Besonders interessant ist, dass man mithilfe der Interviews nachvollziehen kann, wie sich bei Boder im Sommer 1946 über die ersten Interviews ein partikulares Erlebniswissen gebildet hatte, das er im Zuge seiner Gespräche mit weiteren DPs strukturell verfestigt oder bearbeitet. Einer vergleichbaren Wissensproduktion in den Nachlässen derjenigen Forscher:innen nachzuspüren, die in den 1940er-Jahren mit Shoah-Überlebenden gearbeitet haben, wäre eine großartige Chance, diese frühe Etablierung von Einsicht und Erkenntnis (für die Forschung) aufzubereiten. Insbesondere deshalb, weil die Beschäftigung mit Muselmännern beispielsweise in den 1980er- und 1990er-Jahren kein relevantes Thema war, sehr wohl aber in den unmittelbaren Nachkriegsjahren. Auch die Gerichtsprotokolle der frühen Nachkriegsprozesse, das wissen wir aus unserer Forschung, sind eine heiße Spur, die wir gerne weiterverfolgen würden.
Darüber hinaus gibt es weitere Aspekte, an denen wir gerne weiterarbeiten würden. In unserer ersten kleinen Studie (2015)[13] haben wir aus forschungspraktischen Gründen mit Materialien aus Buchenwald und Neuengamme gearbeitet, deren Hauptlager Männerlager waren. 96 der von uns durchgesehenen 100 Haftberichte stammten demzufolge von Männern. Ein nächster Schritt wäre aus unserer Sicht deshalb eine Durchsicht von Materialien über die Frauen beispielsweise in Ravensbrück oder in Auschwitz-Birkenau. Ein weiteres wichtiges Thema ist die Nutzung von Videotestimonies, die wir bislang überwiegend nicht berücksichtigt haben.
Wie fasst ihr selbst die Kategorie des Muselmanns, die ja stark emotional und auch stigmatisierend besetzt ist? Inwiefern lässt sich der Begriff konstruktiv wenden für die weitere sozialgeschichtliche Erforschung der Lagergesellschaften?

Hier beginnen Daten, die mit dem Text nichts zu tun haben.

fn try_load_info(shared: &DeviceShared, state: &mut DeviceState) -> Result<()> {
    use std::io::Read;

    // Header comes straight off the normal area, before sizes are known.
    let mut raw_header = [0u8; GAMECARD_HEADER_SIZE];
    {
        let handle = cached_area_handle(shared, state, StorageArea::Normal)?;
        handle.seek(SeekFrom::Start(0))?;
        handle.read_exact(&mut raw_header)?;
    }
    let header = GameCardHeader::from_bytes(&raw_header)?;

    if header.has_flag(CardFlag::HasCa10Certificate) {
        verify_header2(shared, state)?;
        // No retail cartridge has been seen with this flag set; refuse to
        // continue until a confirmed fixture exists.
        return Err(Error::CorruptHeader(
            HeaderKind::Gamecard,
            "cards with a CA-10 certificate are not supported".to_string(),
        ));
    }

    let card_info = header.decrypt_card_info(&shared.keys.card_info_key()?)?;

    // LAFW version gate.
    let fs_data = shared
        .memory
        .read_program_memory(SystemProgram::Fs, MemorySegment::Data)?;
    let lafw = LafwBlob::find_in_memory(&fs_data, shared.card.is_dev_unit())?;
    state.lafw_version = lafw.version();
    if state.lafw_version < card_info.fw_version {
        tracing::warn!(
            lafw = state.lafw_version,
            required = card_info.fw_version,
            "LAFW version below card requirement"
        );
        set_status(shared, state, GameCardStatus::LafwUpdateRequired);
        return Err(Error::GamecardNotReady(NotReadyKind::LafwRequired));
    }

    // Storage area sizes.
    for area in [StorageArea::Normal, StorageArea::Secure] {
        let handle = cached_area_handle(shared, state, area)?;
        let size = handle.seek(SeekFrom::End(0))?;
        match area {
            StorageArea::Normal => state.normal_size = size,
            StorageArea::Secure => state.secure_size = size,
        }
    }
    state.total_size = state.normal_size + state.secure_size;
    state.capacity = header.rom_size.capacity();

    // Root partition, verified against the signed header hash. Non-normal
    // compatibility types salt the hash with the type byte.
    let salt = match card_info.compatibility() {
        CompatibilityType::Normal => None,
        CompatibilityType::Terra => Some(1u8),
        CompatibilityType::Other(v) => Some(v),
    };

    state.card_info = Some(card_info);
    state.header = Some(header.clone());

    // The image storage exposed to consumers re-locks the device state,
    // so during load partition headers are read through plain bounded
    // buffers instead.
    let root = {
        let storage: SharedStorage = Arc::new(Mutex::new(LockedAreaStorage {
            bytes: read_region(
                shared,
                state,
                header.partition_fs_header_address,
                // Upper bound: the root header never exceeds its declared
                // size plus page padding.
                align_up(header.partition_fs_header_size.max(0x200), GAMECARD_PAGE_SIZE),
            )?,
        }));
        HashFs::open(
            storage,
            HfsPartitionType::Root,
            0,
            0,
            Some(&header.partition_fs_header_hash),
            0,
            header.partition_fs_header_size as u32,
            salt,
        )?
    };

    let mut partitions = vec![HfsPartitionMeta {
        partition_type: HfsPartitionType::Root,
        offset: header.partition_fs_header_address,
        size: 0,
        hash: header.partition_fs_header_hash,
        hash_target_offset: 0,
        hash_target_size: header.partition_fs_header_size as u32,
        salt,
    }];

    let root_data_base = header.partition_fs_header_address + root.header_size();
    for entry in root.entries() {
        let Some(partition_type) = HfsPartitionType::from_name(&entry.name) else {
            return Err(Error::CorruptHeader(
                HeaderKind::HashFs,
                format!("unknown root partition entry \"{}\"", entry.name),
            ));
        };
        let child_offset = root_data_base + entry.offset;

        // Verify each child header now so the latched status reflects a
        // fully validated card.
        let child_bytes = read_region(
            shared,
            state,
            child_offset,
            align_up(
                (entry.hash_target_offset + entry.hash_target_size as u64).max(0x200),
                GAMECARD_PAGE_SIZE,
            ),
        )?;
        let child_storage: SharedStorage =
            Arc::new(Mutex::new(LockedAreaStorage { bytes: child_bytes }));
        HashFs::open(
            child_storage,
            partition_type,
            0,
            entry.size,
            Some(&entry.hash),
            entry.hash_target_offset,
            entry.hash_target_size,
            None,
        )?;

        partitions.push(HfsPartitionMeta {
            partition_type,
            offset: child_offset,
            size: entry.size,
            hash: entry.hash,
            hash_target_offset: entry.hash_target_offset,
            hash_target_size: entry.hash_target_size,
            salt: None,
        });
    }

    state.partitions = partitions;
    Ok(())
}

Wir möchten insbesondere zwei Aspekte ansprechen, um zu erläutern, inwiefern wir Muselmänner als zentral für eine sozialgeschichtliche und soziologische Erforschung der Lagergesellschaften erachten.

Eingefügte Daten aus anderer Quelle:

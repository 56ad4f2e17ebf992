//! Decrypted access to a single NCA FS section.
//!
//! An [`NcaFsSection`] is the "Regular" storage of the composition stack:
//! it turns raw NCA bytes into decrypted section-relative reads, knows the
//! section's hash-target extents, and verifies both hash-tree flavours.

use std::sync::{Arc, Mutex};

use crate::crypto;
use crate::error::{Error, HeaderKind, Result};
use crate::io::{SharedStorage, VirtualStorage, align_down, align_up};

use super::{FsHeader, FsSectionType, HashData, Nca};

const AES_ALIGN: u64 = 0x10;
const XTS_SECTOR: u64 = 0x200;

#[derive(Clone)]
enum SectionCrypt {
    None,
    Ctr {
        key: [u8; 0x10],
        seed: u64,
    },
    Xts {
        key0: [u8; 0x10],
        key1: [u8; 0x10],
    },
}

/// One FS section of an NCA, with transparent decryption.
pub struct NcaFsSection {
    storage: SharedStorage,
    pub header: FsHeader,
    pub section_index: usize,
    pub section_type: FsSectionType,
    /// Section start, absolute within the NCA.
    section_offset: u64,
    section_size: u64,
    crypt: SectionCrypt,
}
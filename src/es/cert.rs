//! Certificates and issuer-chain retrieval from the ES certificate
//! save.

use crate::error::{Error, HeaderKind, Result};
use crate::save::SaveFile;

use super::signature::SignatureType;

pub const SIGNED_CERT_MIN_SIZE: usize = 0x140;
pub const SIGNED_CERT_MAX_SIZE: usize = 0x500;

const CERT_SAVE_BASE_PATH: &str = "/certificate/";
const ISSUER_SIZE: usize = 0x40;
const NAME_SIZE: usize = 0x40;

/// Public-key flavor carried by a certificate.
#[derive(Debug, Clone, Copy, PartialEq, Eq)]
pub enum CertPubKeyType {
    Rsa4096,
    Rsa2048,
    Ecc480,
}

impl CertPubKeyType {
    fn from_raw(value: u32) -> Option<Self> {
        match value {
            0 => Some(CertPubKeyType::Rsa4096),
            1 => Some(CertPubKeyType::Rsa2048),
            2 => Some(CertPubKeyType::Ecc480),
            _ => None,
        }
    }

    /// Size of the public-key block following the common block.
    fn key_block_size(self) -> usize {
        match self {
            CertPubKeyType::Rsa4096 => 0x200 + 4 + 0x34,
            CertPubKeyType::Rsa2048 => 0x100 + 4 + 0x34,
            CertPubKeyType::Ecc480 => 0x3C + 0x3C,
        }
    }

    fn modulus_size(self) -> usize {
        match self {
            CertPubKeyType::Rsa4096 => 0x200,
            CertPubKeyType::Rsa2048 => 0x100,
            CertPubKeyType::Ecc480 => 0x3C,
        }
    }
}

/// A parsed signed certificate.
#[derive(Debug, Clone)]
pub struct Certificate {
    pub raw: Vec<u8>,
    pub signature_type: SignatureType,
    pub pub_key_type: CertPubKeyType,
    pub issuer: String,
    pub name: String,
}

fn read_fixed_string(raw: &[u8]) -> Result<String> {
    let end = raw.iter().position(|&b| b == 0).unwrap_or(raw.len());
    Ok(std::str::from_utf8(&raw[..end])?.to_string())
}

impl Certificate {
    /// Parses a signed certificate blob.
    pub fn parse(raw: Vec<u8>) -> Result<Self> {
        if raw.len() < SIGNED_CERT_MIN_SIZE || raw.len() > SIGNED_CERT_MAX_SIZE {
            return Err(Error::CorruptHeader(
                HeaderKind::Certificate,
                format!("certificate size 0x{:X} out of range", raw.len()),
            ));
        }

        let signature_type = SignatureType::from_blob(&raw, true)?;
        let body = signature_type.block_size();
        if raw.len() < body + ISSUER_SIZE + 4 + NAME_SIZE + 4 {
            return Err(Error::CorruptHeader(
                HeaderKind::Certificate,
                "certificate truncated before its common block".to_string(),
            ));
        }

        let issuer = read_fixed_string(&raw[body..body + ISSUER_SIZE])?;
        let pub_key_raw = u32::from_be_bytes(
            raw[body + ISSUER_SIZE..body + ISSUER_SIZE + 4]
                .try_into()
                .unwrap(),
        );
        let pub_key_type = CertPubKeyType::from_raw(pub_key_raw).ok_or_else(|| {
            Error::CorruptHeader(
                HeaderKind::Certificate,
                format!("unknown public key type {pub_key_raw}"),
            )
        })?;
        let name = read_fixed_string(
            &raw[body + ISSUER_SIZE + 4..body + ISSUER_SIZE + 4 + NAME_SIZE],
        )?;

        let key_block_start = body + ISSUER_SIZE + 4 + NAME_SIZE + 4;
        if raw.len() < key_block_start + pub_key_type.key_block_size() {
            return Err(Error::CorruptHeader(
                HeaderKind::Certificate,
                "certificate truncated before its key block".to_string(),
            ));
        }

        Ok(Self {
            raw,
            signature_type,
            pub_key_type,
            issuer,
            name,
        })
    }

    fn key_block_offset(&self) -> usize {
        self.signature_type.block_size() + ISSUER_SIZE + 4 + NAME_SIZE + 4
    }

    /// Public modulus (or ECC point for ECC certificates).
    pub fn modulus(&self) -> &[u8] {
        let start = self.key_block_offset();
        &self.raw[start..start + self.pub_key_type.modulus_size()]
    }

    /// RSA public exponent; ECC certificates have none.
    pub fn public_exponent(&self) -> Option<[u8; 4]> {
        match self.pub_key_type {
            CertPubKeyType::Ecc480 => None,
            _ => {
                let start = self.key_block_offset() + self.pub_key_type.modulus_size();
                Some(self.raw[start..start + 4].try_into().unwrap())
            }
        }
    }
}

/// An ordered certificate chain plus its raw concatenation.
#[derive(Debug, Clone)]
pub struct CertificateChain {
    pub certs: Vec<Certificate>,
}

impl CertificateChain {
    /// The chain as raw bytes, in retrieval order.
    pub fn raw(&self) -> Vec<u8> {
        let mut out = Vec::new();
        for cert in &self.certs {
            out.extend_from_slice(&cert.raw);
        }
        out
    }
}

/// Certificate lookups over the ES certificate system save.
pub struct CertificateStore {
    save: SaveFile,
}

impl CertificateStore {
    pub fn new(save: SaveFile) -> Self {
        Self { save }
    }

    /// Loads `/certificate/<name>` from the save.
    pub fn certificate_by_name(&mut self, name: &str) -> Result<Certificate> {
        let path = format!("{CERT_SAVE_BASE_PATH}{name}");
        let (file, length) = self.save.open_file(&path)?;

        if !(SIGNED_CERT_MIN_SIZE as u64..=SIGNED_CERT_MAX_SIZE as u64).contains(&length) {
            return Err(Error::CorruptHeader(
                HeaderKind::Certificate,
                format!("certificate \"{name}\" has invalid size 0x{length:X}"),
            ));
        }

        let mut raw = vec![0u8; length as usize];
        self.save.read_file(&file, 0, &mut raw)?;
        Certificate::parse(raw)
    }

    /// Assembles the chain named by a signature issuer string.
    ///
    /// The issuer is split on `-`; the leading `Root` is skipped and
    /// each remaining component is loaded by name.
    pub fn chain_for_issuer(&mut self, issuer: &str) -> Result<CertificateChain> {
        let mut components = issuer.split('-');
        if components.next() != Some("Root") {
            return Err(Error::InvalidArgument(format!(
                "issuer \"{issuer}\" does not start with Root-"
            )));
        }

        let mut certs = Vec::new();
        for name in components.filter(|c| !c.is_empty()) {
            certs.push(self.certificate_by_name(name)?);
        }
        if certs.is_empty() {
            return Err(Error::InvalidArgument(format!(
                "issuer \"{issuer}\" names no certificates"
            )));
        }

        Ok(CertificateChain { certs })
    }
}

Der erste ist der Begriff der Muselmanisierung. Dieser geht auf Worte aus der Lagersprache zurück (das Verb muzułmaniec und das Substantiv muzułmanienie) und zeigt, dass Muselmann keine statische Kategorie war, sondern ein dynamischer Prozess, an dem immer auch andere Häftlinge beteiligt waren. Muselmanisierung heißt, dass physisch und psychisch erschöpfte Häftlinge auf den niedrigsten Rang in der Häftlingshierarchie verwiesen und mit der Bezeichnung Muselmann belegt wurden. Muselmann war ein Häftling also immer auch in den Augen der anderen. Dies war ein sozialer Prozess, der zugleich konstitutiv für die Ordnung und Neuordnung der Häftlingsgesellschaften war. Dieser Prozess war nicht in allen Fällen unumkehrbar, einige Häftlinge haben ihn, auch dank der Hilfe durch andere, überlebt. Ihnen verdanken wir Zeugnisse, die diese Erfahrung der Muselmanisierung schildern.
Das macht bereits sichtbar – und das ist der zweite Aspekt – dass Muselmanisierung eine relationale Kategorie ist. Von Muselmännern lässt sich in diesem Sinne nur im Kontrast zu anderen Häftlingen sprechen, und nur in diesem Kontrast bekommt der Begriff seine volle Bedeutung. Das lässt sich an dem (oben angesprochenen) Zeugnis von Benedikt Kautsky zeigen, dessen Abschnitt über Muselmänner fast ausschließlich aus einer Beschreibung des Lagerältesten besteht.[14] Dessen Macht und Privilegien, das ist Kautskys Pointe, lassen sich erst im Kontrast zu den am anderen Ende der Hierarchie stehenden Muselmännern voll erfassen.
In diesem Sinne denken wir, dass die Erforschung der Konzentrationslagererfahrung der muselmanisierten Häftlinge von besonderer Bedeutung ist, um die soziale Ordnung und die sozialen Dynamiken innerhalb der Lagergesellschaften zu verstehen.
Herzlichen Dank Euch, wir sind gespannt auf Eure nächsten Analysen.
Die Fragen stellten Axel Doßmann und Lisa Schank.